Facial cleansers - the base recipes
Facial cleansers - the modified recipes with humectants

We will also be making a lotion based moisturizer at the end of the series. I'm not suggesting you buy the ingredients now as your lovely oils may not be so lovely by then, but I will promise to give you loads of notice before we get to those posts.

What you see below are the shopping lists I suggest for different skin types. If you're in doubt, the normal kit can be easily modified for oily and dry skin types. (Click here for my posts on skin chemistry and types!)

If you want to see the suggested equipment list, please click here

Voyageur Soap & Candle in Surrey, B.C., has put together kits for those of you wanting to participate in this series of posts.

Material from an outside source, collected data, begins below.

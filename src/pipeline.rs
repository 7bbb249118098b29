use crate::archive::{find_books, find_pages, unpack_book};
use crate::config::{load_config, load_config_file};
use crate::dates::{DateExtraction, DateScanner};
use crate::fetch::{build_client, download_books, load_catalog_page, scrape_book_urls};
use crate::identify::TitleClassifier;
use crate::model::{
    ExtractReport, FetchReport, IdentifyReport, PageRecord, TitleClassification,
};
use crate::page::scrape_page;
use crate::store::{
    load_manifest, read_records, save_manifest, write_classifications, write_records,
};
use anyhow::{Context, Result, bail};
use std::path::{Path, PathBuf};
use tracing::{info, warn};

#[derive(Debug, Clone)]
pub struct FetchOptions {
    pub config_path: PathBuf,
    pub data_dir: PathBuf,
}

#[derive(Debug, Clone)]
pub struct ExtractOptions {
    pub config_path: PathBuf,
    pub data_dir: PathBuf,
    pub work_dir: PathBuf,
    pub out_dir: PathBuf,
    pub book: Option<String>,
}

#[derive(Debug, Clone)]
pub struct IdentifyOptions {
    pub config_path: PathBuf,
    pub data_dir: PathBuf,
    pub out_dir: PathBuf,
    pub input: Option<PathBuf>,
}

#[derive(Debug, Clone)]
pub struct ValidateOptions {
    pub config_file: PathBuf,
}

/// Download the e-book catalog and every listed book into the data
/// directory, recording completed downloads in the manifest.
pub fn fetch_books(options: &FetchOptions) -> Result<FetchReport> {
    let config = load_config(&options.config_path)?;
    let client = build_client(&config.fetch)?;

    let catalog_html = load_catalog_page(&client, &config.catalog, &config.fetch, &options.data_dir)?;
    let book_urls = scrape_book_urls(&catalog_html, &config.catalog.url)?;
    if book_urls.is_empty() {
        warn!(url = %config.catalog.url, "catalog page lists no e-books");
    }

    let manifest_path = options.data_dir.join(&config.catalog.manifest_file);
    let mut manifest = load_manifest(&manifest_path)?;

    let report = download_books(
        &client,
        &config.fetch,
        &book_urls,
        &options.data_dir,
        &mut manifest,
    )?;

    save_manifest(&manifest_path, &manifest)?;
    info!(manifest = %manifest_path.display(), "manifest written");

    Ok(report)
}

/// Unpack every downloaded book, scrape its document pages, and write the
/// flat records CSV.
pub fn extract_books(options: &ExtractOptions) -> Result<ExtractReport> {
    let config = load_config(&options.config_path)?;
    let scanner = DateScanner::new(config.dates.clone());

    let mut books = find_books(&options.data_dir)?;
    if let Some(filter) = &options.book {
        books.retain(|path| {
            path.file_name()
                .and_then(|name| name.to_str())
                .is_some_and(|name| name == filter)
        });
    }
    if books.is_empty() {
        bail!(
            "no matching e-books found under {}",
            options.data_dir.display()
        );
    }

    let mut report = ExtractReport::default();
    let mut records = Vec::new();

    for book in &books {
        info!(book = %book.display(), "extract start");
        unpack_book(book, &options.work_dir)?;
        let pages = find_pages(
            &options.work_dir,
            &config.extract.content_subdir,
            &config.extract.page_glob,
        )?;

        let book_name = file_name_of(book);
        let mut book_records = 0usize;

        for page in &pages {
            report.pages_scanned += 1;
            let html = std::fs::read_to_string(page)
                .with_context(|| format!("failed to read page {}", page.display()))?;

            let Some(contents) = scrape_page(&html, &config.extract, &scanner)? else {
                report.pages_skipped += 1;
                continue;
            };

            match contents.date {
                DateExtraction::Dated { .. } => report.dated += 1,
                DateExtraction::Undated => report.undated += 1,
                DateExtraction::NotFound => {
                    if contents.possible_date.is_found() {
                        report.possible_dated += 1;
                    }
                }
            }

            records.push(PageRecord {
                title: contents.title,
                date: contents.date.as_field(),
                possible_date: contents.possible_date.as_field(),
                text: contents.text,
                book: book_name.clone(),
                page: file_name_of(page),
            });
            book_records += 1;
        }

        info!(
            book = %book_name,
            pages = pages.len(),
            records = book_records,
            "extract book complete"
        );
        report.books_processed += 1;
    }

    report.records_written = records.len();
    let out_path = options.out_dir.join(&config.extract.output_file);
    write_records(&out_path, &records)?;
    info!(
        records = records.len(),
        file = %out_path.display(),
        "records written"
    );

    Ok(report)
}

/// Classify every extracted title against the country/demonym reference
/// lists and write the classification CSV.
pub fn identify_titles(options: &IdentifyOptions) -> Result<IdentifyReport> {
    let config = load_config(&options.config_path)?;
    let classifier = TitleClassifier::from_reference_files(&config.identify, &options.data_dir)?;

    let input_path = options
        .input
        .clone()
        .unwrap_or_else(|| options.out_dir.join(&config.extract.output_file));
    let records = read_records(&input_path)?;

    let mut report = IdentifyReport::default();
    let mut rows = Vec::new();

    for record in &records {
        let classification = classifier.classify(&record.title);

        match classification.status {
            crate::identify::STATUS_REPRESENTATIVE => {
                report.matched += 1;
                report.representatives += 1;
            }
            crate::identify::STATUS_MENTION => report.matched += 1,
            crate::identify::STATUS_MEMORANDUM => report.memoranda += 1,
            _ => report.unmatched += 1,
        }

        rows.push(TitleClassification {
            title: record.title.clone(),
            date: record.resolved_date().map(ToString::to_string),
            country: classification.country,
            matched_by: classification.matched_by.map(ToString::to_string),
            status: classification.status.to_string(),
        });
    }
    report.rows = rows.len();

    let out_path = options.out_dir.join(&config.identify.output_file);
    write_classifications(&out_path, &rows)?;
    info!(
        rows = rows.len(),
        representatives = report.representatives,
        file = %out_path.display(),
        "classifications written"
    );

    Ok(report)
}

/// Check an explicitly named configuration file and describe the result.
pub fn validate_config(options: &ValidateOptions) -> Result<Vec<String>> {
    let config = load_config_file(&options.config_file)?;
    Ok(vec![format!(
        "OK: {} ({} prefix phrases, window {})",
        options.config_file.display(),
        config.dates.prefix_phrases.len(),
        config.dates.trailing_window
    )])
}

fn file_name_of(path: &Path) -> String {
    path.file_name()
        .map(|name| name.to_string_lossy().to_string())
        .unwrap_or_else(|| path.display().to_string())
}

There is enough in each kit to make all the projects I've listed above, as well as a few other things like shampoo, body wash, or bubble bath! You have to order this specially from them, by calling customer service at 1-800-758-7773 or by e-mailing  sales@voyageursoapandcandle.com and asking to order the kit you want. You're saving 10% by buying the things together and you'll get another 5% customer reward discount! Woo! Thanks, Voyageur! (And remember to order an extra 60 ml of polysorbate 80 as I forgot to put that on the list with them!)

You'll want to order the specific kit as well as the gel making kit. You get the packaging as well, but I do encourage you to get at least one or two more of each type of packaging as you'll want to make more after your first successes!

Susan’s Facial Products E-Zine Kit for Oily Skin - $82.95
Susan’s Facial Products E-Zine Kit for Normal Skin- $82.95
Susan’s Facial Products E-Zine Kit for Dry Skin - $82.95
Susan’s Making Gel’s E-Zine Kit - $15.25

I need to make it really super mega clear that I receive nothing in any way if you buy these from Voyageur Soap & Candle. They've been so kind as to put these kits together to make it easier to follow the series. 

This is the shopping list for three different skin types and the gel. This is the ideal list. I'm happy to answer any questions in the comments below.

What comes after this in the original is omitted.